Gioja, então, herdeiro e inovador da tradição italiana da economia civil, também sabia muito bem que as virtudes, especialmente as verdadeiramente preciosas, não são criadas com 'incentivos', mas são reconhecidas com 'prêmios': “O dinheiro, ou em geral, as riquezas materiais não são suficientes para comprar qualquer tipo de serviço virtuoso; há muitos que não podem ser obtidos senão dando em troca riquezas ideais, isto é, substituindo as moedas honorárias às moedas metálicas”.

Poucos anos depois do livro da Gioja, o conceito de Bem Comum foi descartado, considerado muito paternalista, hierárquico, iliberal. A utilidade subjetiva substituiu a virtude. Tendo renunciado a uma ideia compartilhada do Bem, cada um só pode buscar seu próprio bem-utilidade dentro das relações de troca individuais com outros concidadãos. O mercado é, de fato, o admirável mecanismo que torna possível a vida em comum na ausência de uma ideia de bem prevalecente, porque alinha e harmoniza as infinitas ideias de bem privado dos agentes individuais, deixando-as diferentes entre eles. É esta a ausência da metáfora da mão invisível: "Nunca vi algo de bom ser feito por aqueles que pretendiam fazer trocas pelo Bem Comum" (Adam Smith, “A riqueza das nações”, 1776).

A economia moderna também pode ser lida como uma fuga da virtude em nome da utilidade, portanto, uma fuga do Bem Comum em nome dos bens privados. No entanto, por trás da cada vez mais evidente e intolerável injustiça salarial em relação às trabalhadoras e trabalhadores do cuidado esconde-se também o eclipse da ética das virtudes. Por quê? Em primeiro lugar, os trabalhos virtuosos não são entendidos em sua 'utilidade' se não estiverem ligadas à antiga ideia do Bem Comum. A contribuição de uma enfermeira ou de um professor não é inteiramente reconduzível à soma dos bens privados dos pacientes, das crianças e das suas famílias. O cuidado de cada pessoa é uma espécie de bem público, no mínimo bem meritório, cujos benefícios (e custos) vão muito além da esfera interna dos contratos e do benefício mútuo.
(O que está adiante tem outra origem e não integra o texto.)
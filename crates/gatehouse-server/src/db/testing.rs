//! Scripted in-memory database used by tests

use super::connection::{Connector, DatabaseSession, QueryResult};
use super::error::DbError;
use async_trait::async_trait;
use std::collections::HashMap;
use std::sync::atomic::{AtomicBool, AtomicUsize, Ordering};
use std::sync::Arc;
use std::time::Duration;

#[derive(Default)]
struct MockState {
    connects: AtomicUsize,
    closes: AtomicUsize,
    fail_connects: AtomicUsize,
    always_fail: AtomicBool,
    broken_epoch: AtomicUsize,
    active: AtomicUsize,
    max_active: AtomicUsize,
    executed: AtomicUsize,
}

pub struct MockConnector {
    state: Arc<MockState>,
    users: Arc<HashMap<String, String>>,
    connect_delay: Duration,
    query_delay: Duration,
}

impl MockConnector {
    pub fn new() -> Self {
        Self {
            state: Arc::new(MockState::default()),
            users: Arc::new(HashMap::new()),
            connect_delay: Duration::ZERO,
            query_delay: Duration::ZERO,
        }
    }

    pub fn with_connect_delay(mut self, delay: Duration) -> Self {
        self.connect_delay = delay;
        self
    }

    pub fn with_query_delay(mut self, delay: Duration) -> Self {
        self.query_delay = delay;
        self
    }

    pub fn with_user(mut self, username: &str, password: &str) -> Self {
        let mut users = (*self.users).clone();
        users.insert(username.to_string(), password.to_string());
        self.users = Arc::new(users);
        self
    }

    /// Fail the next `n` connect attempts
    pub fn fail_next_connects(&self, n: usize) {
        self.state.fail_connects.store(n, Ordering::SeqCst);
    }

    pub fn fail_all_connects(&self) {
        self.state.always_fail.store(true, Ordering::SeqCst);
    }

    /// Mark every session opened so far as broken
    pub fn break_sessions(&self) {
        self.state.broken_epoch.fetch_add(1, Ordering::SeqCst);
    }

    pub fn connects(&self) -> usize {
        self.state.connects.load(Ordering::SeqCst)
    }

    pub fn closes(&self) -> usize {
        self.state.closes.load(Ordering::SeqCst)
    }

    pub fn executed(&self) -> usize {
        self.state.executed.load(Ordering::SeqCst)
    }

    /// Highest number of statements seen running at the same time
    pub fn max_concurrent(&self) -> usize {
        self.state.max_active.load(Ordering::SeqCst)
    }
}

#[async_trait]
impl Connector for MockConnector {
    async fn connect(&self) -> Result<Box<dyn DatabaseSession>, DbError> {
        if !self.connect_delay.is_zero() {
            tokio::time::sleep(self.connect_delay).await;
        }
        if self.state.always_fail.load(Ordering::SeqCst) {
            return Err(DbError::Connect("connection refused".into()));
        }
        let remaining = self.state.fail_connects.load(Ordering::SeqCst);
        if remaining > 0 {
            self.state.fail_connects.store(remaining - 1, Ordering::SeqCst);
            return Err(DbError::Connect("connection refused".into()));
        }

        self.state.connects.fetch_add(1, Ordering::SeqCst);
        Ok(Box::new(MockSession {
            state: self.state.clone(),
            users: self.users.clone(),
            query_delay: self.query_delay,
            epoch: self.state.broken_epoch.load(Ordering::SeqCst),
        }))
    }

    fn target(&self) -> String {
        "mock://memory".into()
    }
}

struct MockSession {
    state: Arc<MockState>,
    users: Arc<HashMap<String, String>>,
    query_delay: Duration,
    epoch: usize,
}

impl MockSession {
    async fn track<F>(&self, work: F) -> Result<QueryResult, DbError>
    where
        F: FnOnce() -> Result<QueryResult, DbError>,
    {
        let _active = ActiveGuard::enter(&self.state);
        if !self.query_delay.is_zero() {
            tokio::time::sleep(self.query_delay).await;
        }
        let result = work();
        self.state.executed.fetch_add(1, Ordering::SeqCst);
        result
    }
}

/// Counts a statement as running until dropped, including when cancelled mid-sleep
struct ActiveGuard<'a> {
    state: &'a MockState,
}

impl<'a> ActiveGuard<'a> {
    fn enter(state: &'a MockState) -> Self {
        let now_active = state.active.fetch_add(1, Ordering::SeqCst) + 1;
        state.max_active.fetch_max(now_active, Ordering::SeqCst);
        Self { state }
    }
}

impl Drop for ActiveGuard<'_> {
    fn drop(&mut self) {
        self.state.active.fetch_sub(1, Ordering::SeqCst);
    }
}

fn single_cell(column: &str, value: impl Into<String>) -> QueryResult {
    QueryResult {
        columns: vec![column.to_string()],
        rows: vec![vec![Some(value.into())]],
        rows_affected: 0,
    }
}

#[async_trait]
impl DatabaseSession for MockSession {
    async fn query(&mut self, sql: &str, params: &[String]) -> Result<QueryResult, DbError> {
        if sql == "PANIC" {
            panic!("scripted worker panic");
        }
        let users = self.users.clone();
        self.track(|| {
            if sql.contains("verify_password") {
                let ok = match (params.first(), params.get(1)) {
                    (Some(user), Some(password)) => users.get(user) == Some(password),
                    _ => false,
                };
                return Ok(single_cell("ok", if ok { "1" } else { "0" }));
            }
            if sql.starts_with("FAIL") {
                return Err(DbError::Query("scripted failure".into()));
            }
            Ok(single_cell("echo", sql))
        })
        .await
    }

    async fn call_procedure(&mut self, name: &str, args: &[String]) -> Result<QueryResult, DbError> {
        self.track(|| {
            if name == "fail_proc" {
                return Err(DbError::Query("procedure raised an error".into()));
            }
            Ok(QueryResult {
                columns: vec!["procedure".into(), "args".into()],
                rows: vec![vec![Some(name.to_string()), Some(args.join(","))]],
                rows_affected: 0,
            })
        })
        .await
    }

    fn is_connected(&self) -> bool {
        self.epoch == self.state.broken_epoch.load(Ordering::SeqCst)
    }

    async fn close(self: Box<Self>) -> Result<(), DbError> {
        self.state.closes.fetch_add(1, Ordering::SeqCst);
        Ok(())
    }
}
// SPDX-FileCopyrightText: © 2025 TTKB, LLC
// SPDX-License-Identifier: BSD-3-CLAUSE

//! Progress reporting for ripping.
//!
//! The ripping code emits structured events to a [Reporter] and never depends on
//! how, or whether, they are presented.

use std::fmt;
use std::io::Write;
use std::path::Path;

use clap::crate_version;

use super::error::Warning;
use super::extract::{BankStatus, ExtractSummary};
use super::{ByteOrder, DirectoryEntry, Title};

/// Receives ripping events. Every event is optional.
pub trait Reporter {
    fn on_start(&mut self, _rom: &Path) {}
    fn on_detected(&mut self, _title: Title, _order: ByteOrder) {}
    fn on_extracting(&mut self, _output_dir: &Path) {}
    fn on_bank(&mut self, _index: usize, _entry: &DirectoryEntry, _status: BankStatus) {}
    fn on_warning(&mut self, _warning: &Warning) {}
    fn on_fatal(&mut self, _error: &anyhow::Error) {}
    fn on_complete(&mut self, _summary: &ExtractSummary) {}
}

/// Discards every event.
#[derive(Clone, Copy, Debug, Default)]
pub struct SilentReporter;

impl Reporter for SilentReporter {}

const RESET: &str = "\x1b[0m";
const BLUE: u8 = 14;
const PINK: u8 = 218;
const GREEN: u8 = 115;
const GREY: u8 = 8;
const YELLOW: u8 = 3;

const RULE: &str = "[▪]----------------------------------[▪]";

/// Writes events as (optionally) colored text.
pub struct ConsoleReporter<W: Write> {
    out: W,
    color: bool,
}

impl ConsoleReporter<std::io::Stdout> {
    pub fn stdout(color: bool) -> Self {
        Self::new(std::io::stdout(), color)
    }
}

impl<W: Write> ConsoleReporter<W> {
    pub fn new(out: W, color: bool) -> Self {
        Self { out, color }
    }

    pub fn into_inner(self) -> W {
        self.out
    }

    fn paint<'a>(&self, color: u8, text: &'a dyn fmt::Display) -> Painted<'a> {
        Painted {
            color: self.color.then_some(color),
            text,
        }
    }

    fn emit(&mut self, args: fmt::Arguments) {
        if let Err(e) = self.out.write_fmt(args) {
            log::debug!("could not write report: {e}");
        }
    }

    fn prompt(&mut self) {
        let (grey, pink, reset) = if self.color {
            (format!("\x1b[38;5;{GREY}m"), format!("\x1b[38;5;{PINK}m"), RESET)
        } else {
            (String::new(), String::new(), "")
        };
        self.emit(format_args!("{grey}[{pink}>{grey}]:{reset} "));
    }

    fn boxed(&mut self, color: u8, text: &str) {
        let rule = self.paint(GREY, &RULE).to_string();
        let bar = self.paint(GREY, &" |").to_string();
        let end = self.paint(GREY, &"|").to_string();
        let text = format!("{text:<33}");
        let text = self.paint(color, &text).to_string();
        self.emit(format_args!("{rule}\n{bar}    {text}{end}\n{rule}\n\n"));
    }

    /// Prints the application banner.
    pub fn banner(&mut self) {
        let title = format!("AUDIOBANK RIPPER v{}", crate_version!());
        self.boxed(PINK, &title);
    }
}

impl<W: Write> Reporter for ConsoleReporter<W> {
    fn on_start(&mut self, rom: &Path) {
        let rom = format!("\"{}\"", rom.display());
        let rom = self.paint(BLUE, &rom).to_string();
        self.prompt();
        self.emit(format_args!("Reading ROM header:     {rom}\n"));
    }

    fn on_detected(&mut self, title: Title, order: ByteOrder) {
        let name = format!("\"{title}\"");
        let name = self.paint(title.profile().color, &name).to_string();
        self.prompt();
        self.emit(format_args!("Detected game:          {name} ({order})\n\n"));
    }

    fn on_extracting(&mut self, output_dir: &Path) {
        let dir = format!("\"{}\"", output_dir.display());
        let dir = self.paint(BLUE, &dir).to_string();
        self.prompt();
        self.emit(format_args!(
            "Extracting and writing banks and bankmeta to {dir}\n\n"
        ));
    }

    fn on_warning(&mut self, warning: &Warning) {
        let label = self.paint(YELLOW, &"Warning:").to_string();
        self.prompt();
        self.emit(format_args!("{label} {warning}\n\n"));
    }

    fn on_fatal(&mut self, error: &anyhow::Error) {
        self.prompt();
        self.emit(format_args!("Error: {error:#}\n\n"));
    }

    fn on_complete(&mut self, summary: &ExtractSummary) {
        self.prompt();
        self.emit(format_args!(
            "Wrote {} of {} banks\n\n",
            summary.written.len(),
            summary.parsed
        ));
        self.boxed(GREEN, "Process is now completed");
    }
}

struct Painted<'a> {
    color: Option<u8>,
    text: &'a dyn fmt::Display,
}

impl fmt::Display for Painted<'_> {
    fn fmt(&self, f: &mut fmt::Formatter) -> fmt::Result {
        match self.color {
            Some(color) => write!(f, "\x1b[38;5;{color}m{}{RESET}", self.text),
            None => write!(f, "{}", self.text),
        }
    }
}

#[cfg(test)]
mod test {
    use super::*;

    fn render(f: impl FnOnce(&mut ConsoleReporter<Vec<u8>>)) -> String {
        let mut reporter = ConsoleReporter::new(Vec::new(), false);
        f(&mut reporter);
        String::from_utf8(reporter.into_inner()).expect("utf8")
    }

    #[test]
    fn test_plain_events() {
        assert_eq!(
            "[>]: Detected game:          \"Majora's Mask\" (Big Endian)\n\n",
            render(|r| r.on_detected(Title::MajorasMask, ByteOrder::BigEndian))
        );

        let warning = Warning::BankCountMismatch {
            title: Title::OcarinaOfTime,
            expected: 0x26,
            declared: 0x27,
        };
        assert_eq!(
            "[>]: Warning: The number of banks is 0x0027 instead of 0x26.\n\n",
            render(|r| r.on_warning(&warning))
        );

        let error = anyhow::Error::new(crate::error::Error::UnrecognizedHeader);
        assert_eq!(
            "[>]: Error: Decompressed ROM has an unexpected ROM header!\n\n",
            render(|r| r.on_fatal(&error))
        );
    }

    #[test]
    fn test_colored_title() {
        let mut reporter = ConsoleReporter::new(Vec::new(), true);
        reporter.on_detected(Title::OcarinaOfTime, ByteOrder::BigEndian);
        let out = String::from_utf8(reporter.into_inner()).expect("utf8");
        assert!(out.contains("\x1b[38;5;39m\"Ocarina of Time\"\x1b[0m"));
    }

    #[test]
    fn test_banner() {
        let out = render(|r| r.banner());
        assert!(out.starts_with(RULE));
        assert!(out.contains("AUDIOBANK RIPPER v"));
    }
}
Mas se eliminarmos a categoria do Bem Comum, ou a banalizamos e ridicularizamos, quando formos avaliar a 'contribuição marginal' de uma hora de trabalho de cuidado, iremos simplesmente fazer as contas de forma errada e estabeleceremos salários errados e injustos. Todos percebem, hoje mais que um ano atrás, a necessidade urgente de mais e melhores investimentos em saúde, escola, cuidado. Devemos em breve recomeçar a ver esses trabalhos com uma lente mais adequada - e as teorias nada mais são do que lentes para olhar a realidade - e, portanto, remunerar o cuidado com salários mais altos e com maior estima social. Porque os salários dependem da estima social, e o próprio salário também tem um componente intrínseco que diz respeito a quem trabalha. Sem 'aumentos' materiais e imateriais, os melhores jovens não se voltarão para essas profissões e continuarão a se orientar demais para outros empregos que hoje são (muitas vezes em excesso) estimados e remunerados. O cuidado, cada vez mais necessário, crescerá em quantidade e qualidade se primeiro crescerem a estima e os salários.